Veneeta Dayal (born December 5, 1956) is an American linguist. She is currently the Dorothy R. Diebold Professor of Linguistics at Yale University. [1]
Dayal was born in India. She received a BA, MA, and M. Phil in English Literature from Delhi University. She earned a PhD in Linguistics from Cornell University in 1991, under the supervision of Gennaro Chierchia. [2] Before taking up a position at Yale, she was on the faculty of Rutgers University, where she served as Department chair from 2005-2008 and Acting Dean of Humanities in the School of Arts and Sciences from 2008-2009. [3] [4]
Dayal's research focuses on the interface of semantics and syntax, especially the areas of question forms and relative clauses, bare nominals and genericity, and quantifier words signalling free choice, such as "any." She has examined these forms in data from Hindi as well as English. [5]

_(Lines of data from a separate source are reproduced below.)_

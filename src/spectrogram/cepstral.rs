// Cepstral module - mel-frequency cepstral coefficients
//
// Coefficients are a DCT over the log-mel spectrum of each frame. The three
// variants differ in coefficient count and DCT type.

use std::f32::consts::PI;

use crate::spectrogram::mel::{MelFilterBank, N_MELS};
use crate::spectrogram::scale::{max_value, power_to_db};
use crate::spectrogram::stft::{Stft, HOP_LENGTH, N_FFT};

/// Which DCT turns the log-mel spectrum into coefficients
#[derive(Debug, Clone, Copy, PartialEq, Eq)]
pub enum DctKind {
    /// Orthonormal DCT-II
    TypeII,
    /// Orthonormal DCT-III (inverse of type II)
    TypeIII,
}

/// Cepstral variant: coefficient count and DCT type
#[derive(Debug, Clone, Copy, PartialEq, Eq)]
pub struct CepstralVariant {
    pub n_mfcc: usize,
    pub dct: DctKind,
}

impl CepstralVariant {
    /// Plain MFCC: 40 coefficients, DCT-II
    pub const MFCC: Self = Self {
        n_mfcc: 40,
        dct: DctKind::TypeII,
    };

    /// Rastamat-style: 20 coefficients, DCT-II
    pub const RASTAMAT: Self = Self {
        n_mfcc: 20,
        dct: DctKind::TypeII,
    };

    /// HTK-style: 20 coefficients, DCT-III
    pub const HTK: Self = Self {
        n_mfcc: 20,
        dct: DctKind::TypeIII,
    };
}

/// Compute `[coefficient][frame]` MFCCs for the given variant
pub fn mfcc(audio: &[f32], sample_rate: u32, variant: CepstralVariant) -> Vec<Vec<f32>> {
    let stft = Stft::new(N_FFT, HOP_LENGTH);
    let bank = MelFilterBank::new(N_FFT, N_MELS, sample_rate, 0.0, sample_rate as f32 / 2.0);
    let mel = bank.apply(&stft.power(audio));
    let log_mel = power_to_db(&mel, max_value(&mel));
    dct_columns(&log_mel, variant.n_mfcc, variant.dct)
}

/// Apply an orthonormal DCT down each column of a `[row][frame]` matrix,
/// keeping the first `n_out` outputs
pub fn dct_columns(matrix: &[Vec<f32>], n_out: usize, kind: DctKind) -> Vec<Vec<f32>> {
    let n = matrix.len();
    let frames = matrix.first().map(Vec::len).unwrap_or(0);
    if n == 0 {
        return Vec::new();
    }
    let basis = dct_basis(n, n_out.min(n), kind);

    basis
        .iter()
        .map(|weights| {
            (0..frames)
                .map(|frame| {
                    weights
                        .iter()
                        .zip(matrix.iter())
                        .map(|(w, row)| w * row[frame])
                        .sum()
                })
                .collect()
        })
        .collect()
}

fn dct_basis(n: usize, n_out: usize, kind: DctKind) -> Vec<Vec<f32>> {
    let nf = n as f32;
    let scale0 = (1.0 / nf).sqrt();
    let scale = (2.0 / nf).sqrt();

    (0..n_out)
        .map(|k| {
            (0..n)
                .map(|i| match kind {
                    DctKind::TypeII => {
                        let s = if k == 0 { scale0 } else { scale };
                        s * (PI * k as f32 * (2 * i + 1) as f32 / (2.0 * nf)).cos()
                    }
                    DctKind::TypeIII => {
                        let s = if i == 0 { scale0 } else { scale };
                        s * (PI * i as f32 * (2 * k + 1) as f32 / (2.0 * nf)).cos()
                    }
                })
                .collect()
        })
        .collect()
}

#[cfg(test)]
mod tests {
    use super::*;

    #[test]
    fn test_dct_ii_of_constant_is_dc_only() {
        let matrix = vec![vec![2.0]; 8];
        let out = dct_columns(&matrix, 8, DctKind::TypeII);
        // orthonormal DC term is sum / sqrt(n)
        assert!((out[0][0] - 2.0 * 8.0f32.sqrt()).abs() < 1e-4);
        assert!(out[1..].iter().all(|row| row[0].abs() < 1e-4));
    }

    #[test]
    fn test_dct_iii_inverts_dct_ii() {
        let column: Vec<f32> = vec![0.5, -1.0, 3.0, 2.0, 0.0, -0.25];
        let matrix: Vec<Vec<f32>> = column.iter().map(|v| vec![*v]).collect();
        let forward = dct_columns(&matrix, 6, DctKind::TypeII);
        let back = dct_columns(&forward, 6, DctKind::TypeIII);
        for (orig, restored) in column.iter().zip(back.iter()) {
            assert!((orig - restored[0]).abs() < 1e-4);
        }
    }

    #[test]
    fn test_variant_coefficient_counts() {
        let audio: Vec<f32> = (0..4800).map(|i| ((i % 48) as f32 / 48.0) - 0.5).collect();
        assert_eq!(mfcc(&audio, 48_000, CepstralVariant::MFCC).len(), 40);
        assert_eq!(mfcc(&audio, 48_000, CepstralVariant::RASTAMAT).len(), 20);

        let htk = mfcc(&audio, 48_000, CepstralVariant::HTK);
        assert_eq!(htk.len(), 20);
        assert_eq!(htk[0].len(), 1 + 4800 / HOP_LENGTH);
    }
}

Since 2012 she has been an Associate Editor for the journal Linguistics and Philosophy . [6]
She was awarded a Fulbright Senior Research Award for 2004- 2005: “South Asian Languages and Semantic Variation: A Cross-Linguistic Study” for research on classifiers in South Asian languages. [7]
In 2002-2003, she was awarded a National Science Foundation grant, “Quantification without Quantifiers,” to study the meaning conveyed by nouns without articles in English, Korean, Hebrew, and Hindi. [8]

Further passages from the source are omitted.